Introduction: defining the educational integrity-technology arms race

Universities are going through a period of unprecedented disruption, and concerns regarding breaches of academic integrity can be seen as part of the wider context of social, economic, and technological changes in higher education (Bretag et al., 2018). Access to online resources, accelerating Internet connection speeds, and global interconnectedness continue to progress, and while this has several positive benefits for academic work (including the dissemination of ideas and access to resources (Rogerson, 2020)), it brings with it more technologically advanced methods of committing academic misconduct and defying the norms, rules, and principles of educational integrity. This includes not only text-based plagiarism as we describe in the case of APTs, but also the availability of contract cheating services available through the ‘booming’ online sharing economy (Bretag et al., 2018). When describing plagiarism, we view it as part of the broader category of Academic Dishonesty (AD), defined by the International Center for Academic Integrity (2022) as a group of behaviors including plagiarism, cheating, lying, and deception. Academically dishonest behaviors often constitute academic misconduct, defined as engaging in fraud or deception through misrepresentation of work (Prescott, 1989).

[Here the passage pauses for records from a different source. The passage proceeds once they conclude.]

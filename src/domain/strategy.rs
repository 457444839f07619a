//! Strategy catalog entries.
//!
//! Risk is carried by [`RiskLevel`]; category tags never encode it. The
//! "High Risk" style tag users see is derived from the enum.

use serde::{Deserialize, Serialize};
use std::fmt;
use std::str::FromStr;

use crate::domain::error::DeckError;

#[derive(Debug, Clone, Copy, PartialEq, Eq, PartialOrd, Ord, Hash, Serialize, Deserialize)]
pub enum RiskLevel {
    Low,
    Medium,
    High,
}

impl RiskLevel {
    pub const ALL: [RiskLevel; 3] = [RiskLevel::Low, RiskLevel::Medium, RiskLevel::High];

    pub fn as_str(&self) -> &'static str {
        match self {
            RiskLevel::Low => "Low",
            RiskLevel::Medium => "Medium",
            RiskLevel::High => "High",
        }
    }

    /// Derived display tag, e.g. `"High Risk"`.
    pub fn tag(&self) -> String {
        format!("{} Risk", self.as_str())
    }

    /// Number of filled bars on a three-bar gauge.
    pub fn gauge_level(&self) -> u8 {
        match self {
            RiskLevel::Low => 1,
            RiskLevel::Medium => 2,
            RiskLevel::High => 3,
        }
    }

    /// Parses a risk-labelled tag such as `"Medium Risk"`.
    pub fn from_tag(tag: &str) -> Option<RiskLevel> {
        tag.trim()
            .strip_suffix("Risk")
            .and_then(|level| level.trim().parse().ok())
    }
}

impl fmt::Display for RiskLevel {
    fn fmt(&self, f: &mut fmt::Formatter<'_>) -> fmt::Result {
        f.pad(self.as_str())
    }
}

impl FromStr for RiskLevel {
    type Err = DeckError;

    fn from_str(s: &str) -> Result<Self, Self::Err> {
        match s.trim().to_ascii_lowercase().as_str() {
            "low" => Ok(RiskLevel::Low),
            "medium" => Ok(RiskLevel::Medium),
            "high" => Ok(RiskLevel::High),
            other => Err(DeckError::invalid_input(
                "risk level",
                format!("'{other}' is not one of Low, Medium, High"),
            )),
        }
    }
}

/// Headline performance figures, kept as display strings.
#[derive(Debug, Clone, PartialEq, Serialize, Deserialize)]
pub struct Performance {
    pub annualized_return: String,
    pub sharpe_ratio: String,
    pub max_drawdown: String,
}

impl Performance {
    pub fn sharpe(&self) -> Option<f64> {
        parse_percent(&self.sharpe_ratio)
    }

    /// Max drawdown as a positive magnitude (`"-22%"` gives `22.0`).
    pub fn drawdown_magnitude(&self) -> Option<f64> {
        parse_percent(&self.max_drawdown).map(f64::abs)
    }
}

#[derive(Debug, Clone, PartialEq, Serialize, Deserialize)]
pub struct Strategy {
    pub id: String,
    pub name: String,
    pub description: String,
    /// Free-form category tags, risk excluded.
    pub tags: Vec<String>,
    pub return_display: String,
    pub return_percent: String,
    pub risk: RiskLevel,
    pub sparkline: Vec<f64>,
    pub asset_class: String,
    pub instrument: String,
    pub trigger: String,
    pub profit_scenario: String,
    pub performance: Performance,
    pub risk_analysis: String,
    pub example_trade: String,
    pub how_it_works: String,
}

impl Strategy {
    /// Numeric realized return, `None` when the stored string is unparseable.
    pub fn return_value(&self) -> Option<f64> {
        parse_percent(&self.return_percent)
    }

    pub fn has_tag(&self, tag: &str) -> bool {
        self.tags.iter().any(|t| t == tag)
    }

    /// Category tags with the derived risk tag in second position.
    pub fn display_tags(&self) -> Vec<String> {
        let mut tags = self.tags.clone();
        let at = tags.len().min(1);
        tags.insert(at, self.risk.tag());
        tags
    }
}

/// Parses `"+24.5%"`, `"-22%"`, `"12.8"` and similar into a finite float.
pub fn parse_percent(raw: &str) -> Option<f64> {
    let trimmed = raw.trim();
    let number = trimmed.strip_suffix('%').unwrap_or(trimmed).trim();
    number.parse::<f64>().ok().filter(|v| v.is_finite())
}

/// Formats a return with an explicit sign, e.g. `"+24.5%"`.
pub fn format_return(value: f64) -> String {
    if value >= 0.0 {
        format!("+{value:.1}%")
    } else {
        format!("{value:.1}%")
    }
}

While opportunities to engage in technologically assisted academic misconduct are growing, so are tools to assist in their detection. The development of these has become an active field of investigation in computer science and Natural Language Processing (NLP). This process is similar in nature to the concept of a military arms-race; with a pattern of competing development and acquisition of ever-stronger tools to evade and attack. As one method, software, or system is developed for engaging in breaches of educational integrity, a technological solution is shortly in development thereafter to combat it. Evidence of this can be seen through the work of Foltynek, Meuschke, & Gipp (2019), who found that between 2013 and 2018, 239 studies in the field of NLP focused on using technological means to identify complex forms of academic plagiarism. Some of these show great promise, with one tool developed by Foltynek et al. (2020) demonstrating accuracy of up to 99% in identifying machine-translated paraphrased text documents.

For each of these success stories, a new way of violating principles of educational integrity can equally be described. Alvi, Stevenson & Clough (2017) for example, highlighted how the use of homoglyphs can be employed by writers to replace letters with visually identical letters from other scripts, thus bypassing traditional text-matching anti-plagiarism software. Plagiarism in English using non-English source material is another important area of study. This has driven research in the identification of similar semantic meaning of two segments of text in different languages (Ferrero et al., 2017) to help detect when writers are taking existing text or ideas from non-English sources, translating it to English and claiming it as their own. As more of these techniques for engaging in violations of educational integrity appear, with them comes confusion and ambiguity. The lines between acceptable and unacceptable academic behavior are not universal, nor are they clear-cut. Rather, these behaviors exist on a continuum, and the place on the continuum that some new tools occupy is not entirely clear.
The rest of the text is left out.